São fórmulas simples que caracterizam a caminhada para o desmanche do manicômio e a libertação da loucura, compreendida, como diria Nise da Silveira, como um dos "variáveis estados do ser". Residências terapêuticas, voltadas para pessoas que perderam todo o convívio familiar, profissional e social em geral e não podem se manter inicialmente, funcionando como uma república ou pensão, sendo a casa delas. Pessoas que ficaram muitos anos no manicômio são os casos mais comuns destes moradores, que se deparam com os "incômodos" dos vizinhos que não querem "os loucos"  por perto.

 

"Louco é todo aquele que não sabe viver", disse Edmundo Maia.  Mas com movimentos culturais, festas, aniversários comemorados, negação a exclusão, integração, contato, se observa o inverso, o apego. Oficinas terapêuticas e de produção, hospitalidade noturna/internação. Consulta ambulatorial ou domiciliar, atendimento terapêutico individual. Atendimento à família ou grupal, reabilitação psico-social, ações sócio-assistenciais, interconsultas.

 

Há muito o que se fazer e que foi feito aqui. Casas e lares abrigados. Atendimento em postos de saúde.

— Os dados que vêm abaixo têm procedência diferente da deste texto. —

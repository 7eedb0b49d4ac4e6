//! Cart documents and line-item merge rules.
//!
//! A cart holds an ordered list of `(product, quantity)` line items. Items
//! added through [`Cart::merge_item`] stay unique per product: adding a product
//! that is already present accumulates its quantity. [`Cart::replace_items`]
//! stores the caller's list verbatim, duplicates included.

use serde::{Deserialize, Serialize};
use tienda_core::{CartId, Price, ProductId};

use super::{Product, ValidationError};

/// Quantity used when an add-to-cart request does not specify one.
pub const DEFAULT_QUANTITY: i64 = 1;

const fn default_quantity() -> i64 {
    DEFAULT_QUANTITY
}

/// One product reference and its quantity inside a cart.
#[derive(Debug, Clone, Copy, PartialEq, Eq, Serialize, Deserialize)]
pub struct LineItem {
    pub product: ProductId,
    #[serde(default = "default_quantity")]
    pub quantity: i64,
}

impl LineItem {
    #[must_use]
    pub const fn new(product: ProductId, quantity: i64) -> Self {
        Self { product, quantity }
    }
}

/// A shopping cart document.
#[derive(Debug, Clone, PartialEq, Eq, Serialize, Deserialize)]
pub struct Cart {
    #[serde(rename = "_id")]
    pub id: CartId,
    pub products: Vec<LineItem>,
}

impl Cart {
    /// A cart with the given line items.
    #[must_use]
    pub const fn new(id: CartId, products: Vec<LineItem>) -> Self {
        Self { id, products }
    }

    /// Index of the line item referencing `product`.
    #[must_use]
    pub fn position(&self, product: ProductId) -> Option<usize> {
        self.products.iter().position(|item| item.product == product)
    }

    /// Add `quantity` of `product`, accumulating onto an existing line item.
    pub fn merge_item(&mut self, product: ProductId, quantity: i64) {
        match self.products.iter_mut().find(|item| item.product == product) {
            Some(item) => item.quantity = item.quantity.saturating_add(quantity),
            None => self.products.push(LineItem::new(product, quantity)),
        }
    }

    /// Remove the line item referencing `product`.
    ///
    /// Returns the removed item, or `None` if the product was not in the cart.
    pub fn remove_item(&mut self, product: ProductId) -> Option<LineItem> {
        let index = self.position(product)?;
        Some(self.products.remove(index))
    }

    /// Overwrite the quantity of the line item referencing `product`.
    ///
    /// The value is stored as given. Returns `false` if the product was not
    /// in the cart.
    pub fn set_quantity(&mut self, product: ProductId, quantity: i64) -> bool {
        match self.products.iter_mut().find(|item| item.product == product) {
            Some(item) => {
                item.quantity = quantity;
                true
            }
            None => false,
        }
    }

    /// Replace every line item. No deduplication.
    pub fn replace_items(&mut self, items: Vec<LineItem>) {
        self.products = items;
    }

    pub fn clear(&mut self) {
        self.products.clear();
    }

    #[must_use]
    pub fn is_empty(&self) -> bool {
        self.products.is_empty()
    }
}

/// A line item with its product reference resolved.
///
/// `product` is `None` when the referenced product no longer exists.
#[derive(Debug, Clone, PartialEq, Eq, Serialize, Deserialize)]
pub struct ExpandedLineItem {
    pub product: Option<Product>,
    pub quantity: i64,
}

impl ExpandedLineItem {
    /// Line total, or zero if the product is gone.
    #[must_use]
    pub fn subtotal(&self) -> Price {
        self.product
            .as_ref()
            .map_or(Price::ZERO, |p| p.price.times(self.quantity))
    }
}

/// A cart whose line items carry full product records.
#[derive(Debug, Clone, PartialEq, Eq, Serialize, Deserialize)]
pub struct ExpandedCart {
    #[serde(rename = "_id")]
    pub id: CartId,
    pub products: Vec<ExpandedLineItem>,
}

impl ExpandedCart {
    /// Resolve `cart` against `products`, keeping line-item order.
    ///
    /// References with no matching product expand to `None`.
    #[must_use]
    pub fn resolve(cart: Cart, products: &[Product]) -> Self {
        let items = cart
            .products
            .into_iter()
            .map(|item| ExpandedLineItem {
                product: products.iter().find(|p| p.id == item.product).cloned(),
                quantity: item.quantity,
            })
            .collect();

        Self {
            id: cart.id,
            products: items,
        }
    }

    /// Sum of line totals.
    #[must_use]
    pub fn total(&self) -> Price {
        self.products.iter().map(ExpandedLineItem::subtotal).sum()
    }
}

/// A requested quantity as it arrives in a request body.
///
/// Accepts a JSON number or a numeric string such as `"3"` and coerces both
/// to an integer before any arithmetic.
#[derive(Debug, Clone, PartialEq, Eq, Deserialize)]
#[serde(untagged)]
pub enum QuantityInput {
    Number(i64),
    Text(String),
}

impl QuantityInput {
    /// Coerce to an integer quantity.
    ///
    /// # Errors
    ///
    /// Returns `ValidationError::InvalidQuantity` if text input is not a
    /// whole number.
    pub fn coerce(&self) -> Result<i64, ValidationError> {
        match self {
            Self::Number(n) => Ok(*n),
            Self::Text(text) => text
                .trim()
                .parse::<i64>()
                .map_err(|_| ValidationError::InvalidQuantity(text.clone())),
        }
    }
}
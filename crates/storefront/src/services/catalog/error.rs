//! Catalog error types.

use thiserror::Error;

use crate::db::RepositoryError;
use crate::models::ValidationError;

/// Errors that can occur during catalog operations.
#[derive(Debug, Error)]
pub enum CatalogError {
    /// No product has the requested ID.
    #[error("Product not found")]
    ProductNotFound,

    /// The requested listing page holds no products.
    #[error("No products found for the given filter.")]
    EmptyPage,

    /// Product fields failed validation.
    #[error("{0}")]
    Invalid(#[from] ValidationError),

    /// Repository/database error.
    #[error("database error: {0}")]
    Repository(#[from] RepositoryError),
}
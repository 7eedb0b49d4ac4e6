//! Tienda storefront server.
//!
//! Serves the JSON API under `/api` and the HTML views on `TIENDA_PORT`
//! (default 8080).
//!
//! # Backends
//!
//! - `postgres` (default): `PgPool` created once at startup and shared by
//!   the product and cart stores
//! - `memory`: in-process collections, lost on restart

#![cfg_attr(not(test), forbid(unsafe_code))]

use sentry::integrations::tracing as sentry_tracing;
use tienda_storefront::config::{StoreBackend, StorefrontConfig};
use tienda_storefront::db;
use tienda_storefront::state::AppState;
use tracing_subscriber::{layer::SubscriberExt, util::SubscriberInitExt};

/// Initialize Sentry error tracking and return guard that must be kept alive.
fn init_sentry(config: &StorefrontConfig) -> Option<sentry::ClientInitGuard> {
    let dsn = config.sentry_dsn.as_ref()?;

    let guard = sentry::init((
        dsn.as_str(),
        sentry::ClientOptions {
            release: sentry::release_name!(),
            environment: config
                .sentry_environment
                .clone()
                .map(std::borrow::Cow::Owned),
            sample_rate: config.sentry_sample_rate,
            traces_sample_rate: config.sentry_traces_sample_rate,
            attach_stacktrace: true,
            ..Default::default()
        },
    ));

    tracing::info!("Sentry initialized");
    Some(guard)
}

/// Filter tracing events to Sentry event types.
fn sentry_event_filter(metadata: &tracing::Metadata<'_>) -> sentry_tracing::EventFilter {
    match *metadata.level() {
        tracing::Level::ERROR | tracing::Level::WARN => sentry_tracing::EventFilter::Event,
        tracing::Level::INFO | tracing::Level::DEBUG => sentry_tracing::EventFilter::Breadcrumb,
        _ => sentry_tracing::EventFilter::Ignore,
    }
}

#[tokio::main]
async fn main() {
    // Load configuration from environment (needed for Sentry init)
    let config = StorefrontConfig::from_env().expect("Failed to load configuration");

    // Initialize Sentry (must be done before tracing subscriber)
    let _sentry_guard = init_sentry(&config);

    // Defaults to info level for our crate if RUST_LOG is not set
    let env_filter = tracing_subscriber::EnvFilter::try_from_default_env()
        .unwrap_or_else(|_| "tienda_storefront=info,tower_http=debug".into());

    tracing_subscriber::registry()
        .with(env_filter)
        .with(tracing_subscriber::fmt::layer())
        .with(sentry_tracing::layer().event_filter(sentry_event_filter))
        .init();

    let state = match config.backend {
        StoreBackend::Postgres => {
            let database_url = config
                .database_url
                .as_ref()
                .expect("TIENDA_DATABASE_URL is required for the postgres backend");
            let pool = db::create_pool(database_url)
                .await
                .expect("Failed to create database pool");
            tracing::info!("Database pool created");

            // NOTE: Migrations are NOT run automatically on startup.
            // Run them explicitly via: cargo run -p tienda-cli -- migrate
            AppState::postgres(config.clone(), pool)
        }
        StoreBackend::Memory => {
            tracing::warn!("Using in-memory store; data is lost on restart");
            AppState::in_memory(config.clone())
        }
    };

    let app = tienda_storefront::app(state);

    let addr = config.socket_addr();
    tracing::info!("storefront listening on http://{}", addr);

    let listener = tokio::net::TcpListener::bind(addr)
        .await
        .expect("Failed to bind to address");

    axum::serve(listener, app)
        .with_graceful_shutdown(shutdown_signal())
        .await
        .expect("Server error");
}

/// Wait for shutdown signal (Ctrl+C or SIGTERM).
async fn shutdown_signal() {
    let ctrl_c = async {
        tokio::signal::ctrl_c()
            .await
            .expect("Failed to install Ctrl+C handler");
    };

    #[cfg(unix)]
    let terminate = async {
        tokio::signal::unix::signal(tokio::signal::unix::SignalKind::terminate())
            .expect("Failed to install signal handler")
            .recv()
            .await;
    };

    #[cfg(not(unix))]
    let terminate = std::future::pending::<()>();

    tokio::select! {
        () = ctrl_c => {},
        () = terminate => {},
    }

    tracing::info!("Shutdown signal received, starting graceful shutdown");
}
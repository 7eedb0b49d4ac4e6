//! Product API handlers.

use axum::{Json, extract::State, http::StatusCode};
use tienda_core::ProductId;
use tracing::instrument;

use super::{ListingResponse, Notice, PRODUCTS_PATH, Success};
use crate::error::{ApiJson, ApiPath, ApiQuery, Result};
use crate::models::{Product, ProductFields};
use crate::routes::ListingParams;
use crate::state::AppState;

/// List products.
///
/// GET /api/products?limit&page&sort&query
///
/// An empty page is reported as 404.
#[instrument(skip(state))]
pub async fn index(
    State(state): State<AppState>,
    ApiQuery(params): ApiQuery<ListingParams>,
) -> Result<Json<ListingResponse>> {
    let query = params.to_query(state.config().default_page_size);
    let listing = state.catalog().list(&query).await?;
    Ok(Json(ListingResponse::new(listing, &query, PRODUCTS_PATH)))
}

/// GET /api/products/{pid}
#[instrument(skip(state))]
pub async fn show(
    State(state): State<AppState>,
    ApiPath(pid): ApiPath<String>,
) -> Result<Json<Success<Product>>> {
    let product = state.catalog().get(ProductId::parse(&pid)?).await?;
    Ok(Json(Success::new(product)))
}

/// POST /api/products
#[instrument(skip(state, fields))]
pub async fn create(
    State(state): State<AppState>,
    ApiJson(fields): ApiJson<ProductFields>,
) -> Result<(StatusCode, Json<Success<Product>>)> {
    let product = state.catalog().create(fields).await?;
    Ok((StatusCode::CREATED, Json(Success::new(product))))
}

/// Replace every field of a product.
///
/// PUT /api/products/{pid}
#[instrument(skip(state, fields))]
pub async fn update(
    State(state): State<AppState>,
    ApiPath(pid): ApiPath<String>,
    ApiJson(fields): ApiJson<ProductFields>,
) -> Result<Json<Success<Product>>> {
    let product = state
        .catalog()
        .replace(ProductId::parse(&pid)?, fields)
        .await?;
    Ok(Json(Success::new(product)))
}

/// DELETE /api/products/{pid}
#[instrument(skip(state))]
pub async fn destroy(
    State(state): State<AppState>,
    ApiPath(pid): ApiPath<String>,
) -> Result<Json<Notice>> {
    state.catalog().delete(ProductId::parse(&pid)?).await?;
    Ok(Json(Notice::new("Product deleted")))
}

Uma rede de trabalhos substitutivos que reduz pela metade as milionárias verbas para sustentar os empresários da loucura no país que mantém os manicômios impositores de sofrimento para tantos, que consome a terceira maior despesa do SUS. São palavras-chave que sintetizam uma escola de solidariedade social na psiquiatria. É sobre esta causa que escrevemos.